4 of 215 comments (clear)

  1. Featured on SlashDot before by Mwongozi · · Score: 4, Informative

    Here and here.

  2. Is it an OS? by pe1chl · · Score: 5, Informative

    According to the ITRON page linked, it is an operating system specification, not an operating system.

    That would make it a competitor of Posix, instead of Linux.

  3. Re:RTLinux limitations by yodaiken@fsmlabs.com · · Score: 3, Informative

    RTLinux switches tasks in microseconds - and not many microseconds.

  4. Re:Cute. by tambo · · Score: 3, Informative

    Actually the OS interacts with the programs; the programs interact then with people. People never interact with the OS.

    From a CS perspective, you're correct - the OS is designed to manage resources and send program requests down to the microkernel/ISA level.

    But from the contemporary perspective, the OS is a much richer bundle. Technically, using the Start Menu, manipulating files and folders on your desktop, and navigating folders in Explorer = interactions with a "program"; so are printer daemons/print queues, network interfaces, and the Control Panel.

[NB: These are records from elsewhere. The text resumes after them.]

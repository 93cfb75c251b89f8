//! Host capabilities backed by the terminal.

use base64::{engine::general_purpose, Engine as _};
use lekutao_hub::app::{Clipboard, Navigator, Notifier, Surface};
use lekutao_hub::infrastructure;
use lekutao_hub::ui::{self, Theme, UIViewModel};
use std::io::Write;

#[derive(Debug)]
pub struct TerminalHost {
    pub rows: usize,
    pub cols: usize,
    /// Last text written to the clipboard.
    pub clipboard: Option<String>,
}

impl TerminalHost {
    pub const fn new(rows: usize, cols: usize) -> Self {
        Self {
            rows,
            cols,
            clipboard: None,
        }
    }
}

impl Surface for TerminalHost {
    fn render(&mut self, view: &UIViewModel, theme: &Theme) {
        ui::render_viewmodel(view, theme, self.rows, self.cols);
    }

    fn scroll_to(&mut self, offset: usize) {
        tracing::trace!(offset, "viewport scrolled");
    }
}

impl Clipboard for TerminalHost {
    /// OSC 52, understood by most terminal emulators and multiplexers.
    fn write_text(&mut self, text: &str) {
        let encoded = general_purpose::STANDARD.encode(text);
        print!("\u{1b}]52;c;{encoded}\u{7}");
        if let Err(e) = std::io::stdout().flush() {
            tracing::warn!(error = %e, "clipboard write failed");
        }
        self.clipboard = Some(text.to_string());
    }
}

impl Navigator for TerminalHost {
    fn open_url(&mut self, url: &str) {
        if let Err(e) = infrastructure::open_url(url) {
            tracing::warn!(%url, error = %e, "could not open url");
        }
    }
}

impl Notifier for TerminalHost {
    fn notify(&mut self, message: &str) {
        tracing::info!(%message, "notice");
        print!("\u{7}");
    }
}
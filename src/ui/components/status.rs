//! Notice line and domain checker result.

use crate::ui::helpers::{position_cursor, truncate_to_width};
use crate::ui::theme::Theme;
use crate::ui::viewmodel::StatusInfo;

/// Renders the two status lines starting at `row`.
pub fn render_status(row: usize, status: &StatusInfo, theme: &Theme, cols: usize) -> usize {
    if let Some(notice) = &status.notice {
        position_cursor(row, 1);
        print!("{}", Theme::fg(&theme.colors.notice_fg));
        print!("  {}", truncate_to_width(notice, cols.saturating_sub(2)));
        print!("{}", Theme::reset());
    }

    if let Some(check) = &status.domain_check {
        let color = if check.flagged {
            &theme.colors.flagged_fg
        } else {
            &theme.colors.safe_fg
        };
        let mark = if check.flagged { "⚠" } else { "✓" };
        let line = format!("{mark} {}  {}", check.input, check.message);

        position_cursor(row + 1, 1);
        print!("{}", Theme::bold());
        print!("{}", Theme::fg(color));
        print!("  {}", truncate_to_width(&line, cols.saturating_sub(2)));
        print!("{}", Theme::reset());
    }

    row + 2
}
//! Key hint bar.

use crate::ui::helpers::{display_width, position_cursor, truncate_to_width};
use crate::ui::theme::Theme;
use crate::ui::viewmodel::FooterInfo;

/// Renders the centred key hints, cut to the terminal width.
pub fn render_footer(row: usize, footer: &FooterInfo, theme: &Theme, cols: usize) -> usize {
    let help_text = truncate_to_width(&footer.keybindings, cols);
    let text_width = display_width(&help_text);
    let padding = cols.saturating_sub(text_width) / 2;

    position_cursor(row, 1);
    print!("{}", Theme::fg(&theme.colors.text_dim));
    print!("{}", " ".repeat(padding));
    print!("{help_text}");
    print!("{}", " ".repeat(cols.saturating_sub(padding + text_width)));
    print!("{}", Theme::reset());
    row + 1
}
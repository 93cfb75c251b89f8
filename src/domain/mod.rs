//! Domain layer: content records and error types.
//!
//! Everything here is plain data with no knowledge of navigation or rendering.
//!
//! # Organization
//!
//! - [`error`]: Error types and result aliases
//! - [`article`]: Help manual articles and their opaque bodies
//! - [`platform`]: Marketplace and carrier reference entries
//! - [`catalog`]: The static data feed bundling all content tables
//!
//! # Examples
//!
//! ```
//! use lekutao_hub::domain::{Catalog, Result};
//!
//! fn load() -> Result<Catalog> {
//!     Catalog::builtin()
//! }
//! assert!(!load().unwrap().articles.is_empty());
//! ```

pub mod article;
pub mod catalog;
pub mod error;
pub mod platform;

pub use article::{Article, Body};
pub use catalog::{AppStoreLink, Catalog, Contact, LinkCategory, LinkItem};
pub use error::{HubError, Result};
pub use platform::{Platform, PlatformKind};
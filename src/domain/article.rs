//! Help manual article model.

use serde::{Deserialize, Serialize};

/// Opaque rich-content payload of an article.
///
/// The navigation core passes it through untouched and never branches on its
/// structure; only the presentation layer looks inside.
#[derive(Debug, Clone, PartialEq, Eq, Serialize, Deserialize)]
#[serde(transparent)]
pub struct Body(String);

impl Body {
    #[must_use]
    pub fn new(content: impl Into<String>) -> Self {
        Self(content.into())
    }

    /// Returns the raw payload for rendering.
    #[must_use]
    pub fn as_str(&self) -> &str {
        &self.0
    }
}

/// A help/FAQ entry of the manual.
///
/// `title` is the unique display key. `tags` keep their insertion order for
/// display; duplicates are allowed and order does not matter for matching.
#[derive(Debug, Clone, PartialEq, Eq, Serialize, Deserialize)]
pub struct Article {
    pub title: String,
    #[serde(default)]
    pub tags: Vec<String>,
    #[serde(default)]
    pub body: Option<Body>,
}

impl Article {
    /// Creates an article without a body.
    ///
    /// # Examples
    ///
    /// ```
    /// use lekutao_hub::domain::Article;
    ///
    /// let article = Article::new("售后服务", ["客服", "退款"]);
    /// assert_eq!(article.tags.len(), 2);
    /// assert!(article.body.is_none());
    /// ```
    #[must_use]
    pub fn new<I, S>(title: impl Into<String>, tags: I) -> Self
    where
        I: IntoIterator<Item = S>,
        S: Into<String>,
    {
        Self {
            title: title.into(),
            tags: tags.into_iter().map(Into::into).collect(),
            body: None,
        }
    }

    #[must_use]
    pub fn with_body(mut self, body: Body) -> Self {
        self.body = Some(body);
        self
    }

    /// Case-insensitive substring test against the title and every tag.
    ///
    /// `needle` must already be lower-cased; the filter lower-cases the query
    /// once per pass instead of once per article.
    #[must_use]
    pub fn matches_lowercase(&self, needle: &str) -> bool {
        self.title.to_lowercase().contains(needle)
            || self.tags.iter().any(|tag| tag.to_lowercase().contains(needle))
    }
}

#[cfg(test)]
mod tests {
    use super::*;

    #[test]
    fn matches_title_ignoring_case() {
        let article = Article::new("Rakuten代购规则", ["规则"]);
        assert!(article.matches_lowercase("rakuten"));
        assert!(article.matches_lowercase("代购"));
        assert!(!article.matches_lowercase("zozo"));
    }

    #[test]
    fn matches_any_tag() {
        let article = Article::new("雅虎日拍代购规则", ["规则", "拍卖", "Yahoo"]);
        assert!(article.matches_lowercase("yahoo"));
        assert!(article.matches_lowercase("拍卖"));
    }

    #[test]
    fn body_is_carried_verbatim() {
        let article = Article::new("免责声明", ["法律"]).with_body(Body::new("<p>正文</p>"));
        assert_eq!(article.body.as_ref().map(Body::as_str), Some("<p>正文</p>"));
    }
}
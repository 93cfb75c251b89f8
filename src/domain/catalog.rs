//! Static content catalog fed into the hub at start-up.
//!
//! The catalog bundles every hardcoded table of the hub page: manual articles,
//! platforms, download and social links, contact mailboxes, the domain
//! blacklist and the curated list of popular article titles. It is parsed from
//! TOML once and is immutable for the rest of the session; navigation state
//! refers into it by index.
//!
//! # TOML Format
//!
//! ```toml
//! popular = ["售后服务"]
//! blacklist = ["flypixes.click"]
//!
//! [[articles]]
//! title = "售后服务"
//! tags = ["客服", "退款"]
//!
//! [[platforms]]
//! name = "メルカリ"
//! brand_label = "MERCARI"
//! kind = "marketplace"
//!
//! [[links]]
//! id = "ios"
//! title = "iOS 下载"
//! subtitle = "App Store"
//! url = "https://apps.apple.com/"
//! category = "download"
//!
//! [[contacts]]
//! label = "商务合作"
//! email = "work@lekutao.cn"
//! ```

use super::article::Article;
use super::error::{HubError, Result};
use super::platform::Platform;
use serde::{Deserialize, Serialize};
use std::collections::HashSet;
use std::path::Path;

/// Grouping of a link on the hub page.
#[derive(Debug, Clone, Copy, PartialEq, Eq, Serialize, Deserialize)]
#[serde(rename_all = "lowercase")]
pub enum LinkCategory {
    Social,
    Community,
    Download,
    Official,
}

/// An outbound link (app download, social channel, community group).
#[derive(Debug, Clone, PartialEq, Eq, Serialize, Deserialize)]
pub struct LinkItem {
    pub id: String,
    pub title: String,
    #[serde(default)]
    pub subtitle: String,
    pub url: String,
    pub category: LinkCategory,
}

/// An app store listing the Android build is published on.
#[derive(Debug, Clone, PartialEq, Eq, Serialize, Deserialize)]
pub struct AppStoreLink {
    pub platform: String,
    #[serde(default)]
    pub url: Option<String>,
}

/// A contact mailbox shown in the "联系我们" card.
#[derive(Debug, Clone, PartialEq, Eq, Serialize, Deserialize)]
pub struct Contact {
    pub label: String,
    pub email: String,
}

/// The complete static data feed of the hub.
#[derive(Debug, Clone, Default, PartialEq, Eq, Serialize, Deserialize)]
pub struct Catalog {
    #[serde(default)]
    pub articles: Vec<Article>,
    #[serde(default)]
    pub platforms: Vec<Platform>,
    #[serde(default)]
    pub links: Vec<LinkItem>,
    #[serde(default)]
    pub app_stores: Vec<AppStoreLink>,
    #[serde(default)]
    pub contacts: Vec<Contact>,
    #[serde(default)]
    pub blacklist: Vec<String>,
    /// Titles shown when the search box is empty under the curated policy.
    #[serde(default)]
    pub popular: Vec<String>,
}

impl Catalog {
    /// Parses the catalog compiled into the binary.
    ///
    /// # Errors
    ///
    /// Returns [`HubError::Catalog`] if the embedded TOML is malformed, which
    /// only happens when the bundled file is edited incorrectly.
    pub fn builtin() -> Result<Self> {
        Self::from_toml_str(include_str!("../../content/catalog.toml"))
    }

    /// Parses and validates a catalog from TOML text.
    ///
    /// # Errors
    ///
    /// Returns [`HubError::Catalog`] on TOML syntax errors, missing fields or
    /// a failed [`validate`](Self::validate).
    pub fn from_toml_str(text: &str) -> Result<Self> {
        let mut catalog: Self = toml::from_str(text)
            .map_err(|e| HubError::Catalog(format!("failed to parse catalog TOML: {e}")))?;
        catalog.validate()?;
        catalog.normalize_blacklist();

        tracing::debug!(
            articles = catalog.articles.len(),
            platforms = catalog.platforms.len(),
            links = catalog.links.len(),
            blacklist = catalog.blacklist.len(),
            "catalog loaded"
        );

        Ok(catalog)
    }

    /// Reads a catalog from a TOML file.
    ///
    /// # Errors
    ///
    /// Returns [`HubError::Io`] if the file cannot be read and
    /// [`HubError::Catalog`] if its content is invalid.
    pub fn from_file<P: AsRef<Path>>(path: P) -> Result<Self> {
        let text = std::fs::read_to_string(path)?;
        Self::from_toml_str(&text)
    }

    /// Checks that article titles are non-empty and unique.
    ///
    /// # Errors
    ///
    /// Returns [`HubError::Catalog`] naming the first offending title.
    pub fn validate(&self) -> Result<()> {
        let mut seen = HashSet::with_capacity(self.articles.len());
        for article in &self.articles {
            if article.title.trim().is_empty() {
                return Err(HubError::Catalog("article with empty title".to_string()));
            }
            if !seen.insert(article.title.as_str()) {
                return Err(HubError::Catalog(format!(
                    "duplicate article title: {}",
                    article.title
                )));
            }
        }
        Ok(())
    }

    /// Trims and lower-cases blacklist entries and drops blank ones.
    ///
    /// The domain checker compares against lower-cased input, so entries must
    /// be stored lower-case to ever match.
    pub fn normalize_blacklist(&mut self) {
        self.blacklist = self
            .blacklist
            .iter()
            .map(|entry| entry.trim().to_lowercase())
            .filter(|entry| !entry.is_empty())
            .collect();
    }

    /// Looks up an article index by its title.
    #[must_use]
    pub fn article_index(&self, title: &str) -> Option<usize> {
        self.articles.iter().position(|a| a.title == title)
    }

    /// Looks up a platform index by its name.
    #[must_use]
    pub fn platform_index(&self, name: &str) -> Option<usize> {
        self.platforms.iter().position(|p| p.name == name)
    }
}

#[cfg(test)]
mod tests {
    use super::*;
    use crate::domain::PlatformKind;

    #[test]
    fn builtin_catalog_parses() {
        let catalog = Catalog::builtin().expect("bundled catalog must parse");
        assert_eq!(catalog.articles.len(), 27);
        assert!(catalog.article_index("售后服务").is_some());
        assert!(catalog
            .platforms
            .iter()
            .any(|p| p.kind == PlatformKind::Carrier));
        assert_eq!(catalog.popular, vec!["APP新手指南", "售后服务", "费用构成"]);
    }

    #[test]
    fn rejects_duplicate_titles() {
        let text = r#"
            [[articles]]
            title = "免责声明"

            [[articles]]
            title = "免责声明"
        "#;
        let err = Catalog::from_toml_str(text).unwrap_err();
        assert!(err.to_string().contains("duplicate article title"));
    }

    #[test]
    fn rejects_blank_titles() {
        let text = r#"
            [[articles]]
            title = "  "
        "#;
        assert!(matches!(
            Catalog::from_toml_str(text),
            Err(HubError::Catalog(_))
        ));
    }

    #[test]
    fn reads_catalog_file() {
        let dir = tempfile::tempdir().unwrap();
        let path = dir.path().join("catalog.toml");
        std::fs::write(
            &path,
            "blacklist = [\"bad.example\"]\n[[articles]]\ntitle = \"合单服务\"\ntags = [\"物流\"]\n",
        )
        .unwrap();

        let catalog = Catalog::from_file(&path).unwrap();
        assert_eq!(catalog.articles[0].tags, vec!["物流"]);
        assert_eq!(catalog.blacklist, vec!["bad.example"]);
    }

    #[test]
    fn missing_file_is_io_error() {
        let dir = tempfile::tempdir().unwrap();
        let result = Catalog::from_file(dir.path().join("absent.toml"));
        assert!(matches!(result, Err(HubError::Io(_))));
    }

    #[test]
    fn blacklist_entries_are_normalized_on_load() {
        let text = r#"
            blacklist = ["FlyPixes.Click ", "   ", "mercari-jp.shop"]

            [[articles]]
            title = "防骗指南"
        "#;
        let catalog = Catalog::from_toml_str(text).unwrap();
        assert_eq!(catalog.blacklist, vec!["flypixes.click", "mercari-jp.shop"]);
        assert_eq!(
            crate::index::check_domain("www.flypixes.click", &catalog.blacklist),
            Some(crate::index::RiskVerdict::Flagged {
                matched_entry: "flypixes.click".into()
            })
        );
        assert_eq!(
            crate::index::check_domain("safe-site.jp", &catalog.blacklist),
            Some(crate::index::RiskVerdict::Safe)
        );
    }
}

Even cutting-and-pasting is technically interacting with the clipboard "program". But these programs are so tightly bound to the OS that it's difficult to imagine a workable modern OS without them. Ask any user on the street, even sophisticated ones, what "program" they're using in these cases, and they'll all say "Windows" (or OS/X, or whatever OS they're running.)

    If by "popular" you mean prolific, as does the author, then sure, ITRON and other embedded OS's are clear winners. But if by "popular" you mean user-recognizable - even software to which users may have developed an affinity - then I think Windows is still the OS of choice worldwide.

    (Note: I'm clearly not a Microsoft shill - a search on my username will reveal posts/responses uniformly bashing Microsoft for a dozen justified reasons.)

    - David Stein

    --
    Computer over. Virus = very yes.